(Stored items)
┄┄┄┄┄┄┄┄┄┄┄┄┄┄┄┄┄┄┄┄

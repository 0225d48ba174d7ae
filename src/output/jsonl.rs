//! JSON-lines page output
//!
//! Writes one object per crawled page:
//!
//! ```text
//! {"url":"https://example.com/a","depth":1,"crawled_at":"2024-01-01T00:00:00Z","data":{...}}
//! ```

use crate::output::traits::{OutputError, OutputResult, PageSink};
use chrono::Utc;
use serde::Serialize;
use std::fs::{File, OpenOptions};
use std::io::{BufWriter, Write};
use std::path::{Path, PathBuf};
use std::sync::Mutex;

#[derive(Serialize)]
struct PageRecord<'a> {
    url: &'a str,
    depth: u32,
    crawled_at: String,
    data: &'a serde_json::Value,
}

/// `PageSink` writing to a JSON-lines file
pub struct JsonLinesSink {
    path: PathBuf,
    writer: Mutex<BufWriter<File>>,
}

impl JsonLinesSink {
    /// Opens the output file
    ///
    /// # Arguments
    ///
    /// * `path` - Output file, created if missing
    /// * `append` - Keep existing lines (resumed crawls) instead of truncating
    pub fn open(path: &Path, append: bool) -> OutputResult<Self> {
        if let Some(parent) = path.parent() {
            if !parent.as_os_str().is_empty() {
                std::fs::create_dir_all(parent)?;
            }
        }

        let file = OpenOptions::new()
            .create(true)
            .write(true)
            .append(append)
            .truncate(!append)
            .open(path)?;

        Ok(Self {
            path: path.to_path_buf(),
            writer: Mutex::new(BufWriter::new(file)),
        })
    }

    pub fn path(&self) -> &Path {
        &self.path
    }
}

impl PageSink for JsonLinesSink {
    fn record_page(&self, url: &str, depth: u32, payload: &serde_json::Value) -> OutputResult<()> {
        let record = PageRecord {
            url,
            depth,
            crawled_at: Utc::now().to_rfc3339(),
            data: payload,
        };
        let line = serde_json::to_string(&record)?;

        let mut writer = self
            .writer
            .lock()
            .map_err(|_| OutputError::Write("page writer lock poisoned".to_string()))?;
        writer.write_all(line.as_bytes())?;
        writer.write_all(b"\n")?;
        Ok(())
    }

    fn flush(&self) -> OutputResult<()> {
        let mut writer = self
            .writer
            .lock()
            .map_err(|_| OutputError::Write("page writer lock poisoned".to_string()))?;
        writer.flush()?;
        writer.get_ref().sync_data()?;
        Ok(())
    }
}
use serde::Deserialize;
use std::time::Duration;

/// Main configuration structure for a crawl
#[derive(Debug, Clone, Deserialize)]
pub struct Config {
    pub crawl: CrawlConfig,
    #[serde(default)]
    pub rate: RateConfig,
    #[serde(default)]
    pub retry: RetryConfig,
    #[serde(default)]
    pub workers: WorkerConfig,
    #[serde(default)]
    pub checkpoint: CheckpointConfig,
    #[serde(default)]
    pub orchestrator: OrchestratorConfig,
    #[serde(rename = "user-agent", default)]
    pub user_agent: UserAgentConfig,
    #[serde(default)]
    pub fetch: FetchConfig,
    #[serde(default)]
    pub output: OutputConfig,
    /// SHA-256 of the TOML text this config was parsed from
    #[serde(skip)]
    pub source_hash: Option<String>,
}

/// Crawl scope and budget
#[derive(Debug, Clone, Deserialize)]
pub struct CrawlConfig {
    /// URL the crawl is seeded with
    #[serde(rename = "start-url")]
    pub start_url: String,

    /// Maximum link depth from the start URL
    #[serde(rename = "max-depth", default)]
    pub max_depth: Option<u32>,

    /// Stop after this many successfully processed pages
    #[serde(rename = "max-pages", default)]
    pub max_pages: Option<u64>,

    /// Only follow links under this path (defaults to the start URL's path)
    #[serde(rename = "path-prefix", default)]
    pub path_prefix: Option<String>,

    /// Follow links to subdomains of the start domain
    #[serde(rename = "allow-subdomains", default)]
    pub allow_subdomains: bool,
}

/// Adaptive rate control bounds. Times are in seconds.
#[derive(Debug, Clone, Deserialize)]
#[serde(rename_all = "kebab-case", default)]
pub struct RateConfig {
    pub initial_workers: usize,
    pub min_workers: usize,
    pub max_workers: usize,
    pub initial_delay: f64,
    pub min_delay: f64,
    pub max_delay: f64,
    /// Number of recent outcomes considered when evaluating success rate
    pub window_size: usize,
    pub adjustment_interval: f64,
    /// Minimum time between two forced reductions
    pub cooldown: f64,
    /// Consecutive successes required before stepping down one recovery level
    pub recovery_successes: u32,
    /// Minimum time spent at a recovery level before stepping down
    pub recovery_dwell: f64,
}

impl Default for RateConfig {
    fn default() -> Self {
        Self {
            initial_workers: 4,
            min_workers: 1,
            max_workers: 8,
            initial_delay: 1.0,
            min_delay: 0.5,
            max_delay: 30.0,
            window_size: 20,
            adjustment_interval: 30.0,
            cooldown: 300.0,
            recovery_successes: 20,
            recovery_dwell: 60.0,
        }
    }
}

/// Retry policy
#[derive(Debug, Clone, Deserialize)]
#[serde(rename_all = "kebab-case", default)]
pub struct RetryConfig {
    pub max_retries: u32,
    pub backoff_factor: f64,
    /// Base delay for generic executor errors (seconds)
    pub error_retry_after: f64,
    /// Base delay for session failures and lost workers (seconds)
    pub session_retry_after: f64,
}

impl Default for RetryConfig {
    fn default() -> Self {
        Self {
            max_retries: 3,
            backoff_factor: 1.5,
            error_retry_after: 30.0,
            session_retry_after: 5.0,
        }
    }
}

impl RetryConfig {
    pub fn error_retry_after(&self) -> Duration {
        Duration::from_secs_f64(self.error_retry_after)
    }

    pub fn session_retry_after(&self) -> Duration {
        Duration::from_secs_f64(self.session_retry_after)
    }
}

/// Worker pool supervision
#[derive(Debug, Clone, Deserialize)]
#[serde(rename_all = "kebab-case", default)]
pub struct WorkerConfig {
    pub reconcile_interval: f64,
    /// A busy worker silent for longer than this is considered hung
    pub heartbeat_timeout: f64,
    /// How long an idle worker waits on the task channel before re-checking
    pub idle_poll: f64,
    pub shutdown_timeout: f64,
    /// Executor restarts a worker attempts before giving up
    pub max_restarts: u32,
}

impl Default for WorkerConfig {
    fn default() -> Self {
        Self {
            reconcile_interval: 5.0,
            heartbeat_timeout: 120.0,
            idle_poll: 1.0,
            shutdown_timeout: 10.0,
            max_restarts: 3,
        }
    }
}

impl WorkerConfig {
    pub fn reconcile_interval(&self) -> Duration {
        Duration::from_secs_f64(self.reconcile_interval)
    }

    pub fn heartbeat_timeout(&self) -> Duration {
        Duration::from_secs_f64(self.heartbeat_timeout)
    }

    pub fn idle_poll(&self) -> Duration {
        Duration::from_secs_f64(self.idle_poll)
    }

    pub fn shutdown_timeout(&self) -> Duration {
        Duration::from_secs_f64(self.shutdown_timeout)
    }
}

/// Checkpoint persistence
#[derive(Debug, Clone, Deserialize)]
#[serde(rename_all = "kebab-case", default)]
pub struct CheckpointConfig {
    pub enabled: bool,
    pub path: String,
    pub auto_save_interval: f64,
}

impl Default for CheckpointConfig {
    fn default() -> Self {
        Self {
            enabled: true,
            path: "spider_checkpoint.json".to_string(),
            auto_save_interval: 300.0,
        }
    }
}

impl CheckpointConfig {
    pub fn auto_save_interval(&self) -> Duration {
        Duration::from_secs_f64(self.auto_save_interval)
    }
}

/// Orchestrator loop timing
#[derive(Debug, Clone, Deserialize)]
#[serde(rename_all = "kebab-case", default)]
pub struct OrchestratorConfig {
    /// Idle time required before an empty frontier ends the crawl
    pub grace_period: f64,
    /// Receive timeout used by the control loops
    pub poll_interval: f64,
    /// Upper bound on the whole shutdown sequence
    pub shutdown_deadline: f64,
}

impl Default for OrchestratorConfig {
    fn default() -> Self {
        Self {
            grace_period: 5.0,
            poll_interval: 1.0,
            shutdown_deadline: 30.0,
        }
    }
}

impl OrchestratorConfig {
    pub fn grace_period(&self) -> Duration {
        Duration::from_secs_f64(self.grace_period)
    }

    pub fn poll_interval(&self) -> Duration {
        Duration::from_secs_f64(self.poll_interval)
    }

    pub fn shutdown_deadline(&self) -> Duration {
        Duration::from_secs_f64(self.shutdown_deadline)
    }
}

/// User agent identification configuration
#[derive(Debug, Clone, Deserialize)]
pub struct UserAgentConfig {
    /// Name of the crawler
    #[serde(rename = "crawler-name")]
    pub crawler_name: String,

    /// Version of the crawler
    #[serde(rename = "crawler-version")]
    pub crawler_version: String,

    /// URL with information about the crawler
    #[serde(rename = "contact-url", default)]
    pub contact_url: Option<String>,
}

impl Default for UserAgentConfig {
    fn default() -> Self {
        Self {
            crawler_name: "spider-core".to_string(),
            crawler_version: env!("CARGO_PKG_VERSION").to_string(),
            contact_url: None,
        }
    }
}

/// Settings for the bundled HTTP executor
#[derive(Debug, Clone, Deserialize)]
#[serde(rename_all = "kebab-case", default)]
pub struct FetchConfig {
    /// Request timeout in seconds
    pub timeout: f64,
    /// Path extensions considered pages; extensionless paths always are
    pub allowed_extensions: Vec<String>,
}

impl Default for FetchConfig {
    fn default() -> Self {
        Self {
            timeout: 30.0,
            allowed_extensions: [".html", ".htm", ".php", ".asp", ".aspx", ".jsp"]
                .iter()
                .map(|s| s.to_string())
                .collect(),
        }
    }
}

impl FetchConfig {
    pub fn timeout(&self) -> Duration {
        Duration::from_secs_f64(self.timeout)
    }
}

/// Output configuration
#[derive(Debug, Clone, Default, Deserialize)]
pub struct OutputConfig {
    /// JSON-lines file receiving one record per processed page
    #[serde(rename = "pages-path", default)]
    pub pages_path: Option<String>,
}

┄┄┄┄┄┄┄┄┄┄┄┄┄┄┄┄┄┄┄┄

**EXERCISE DESCRIPTION**
Among the entries above, some lines may hold the string "before". State how many, and give nothing but the number.

**ANSWER TO THIS TASK**
5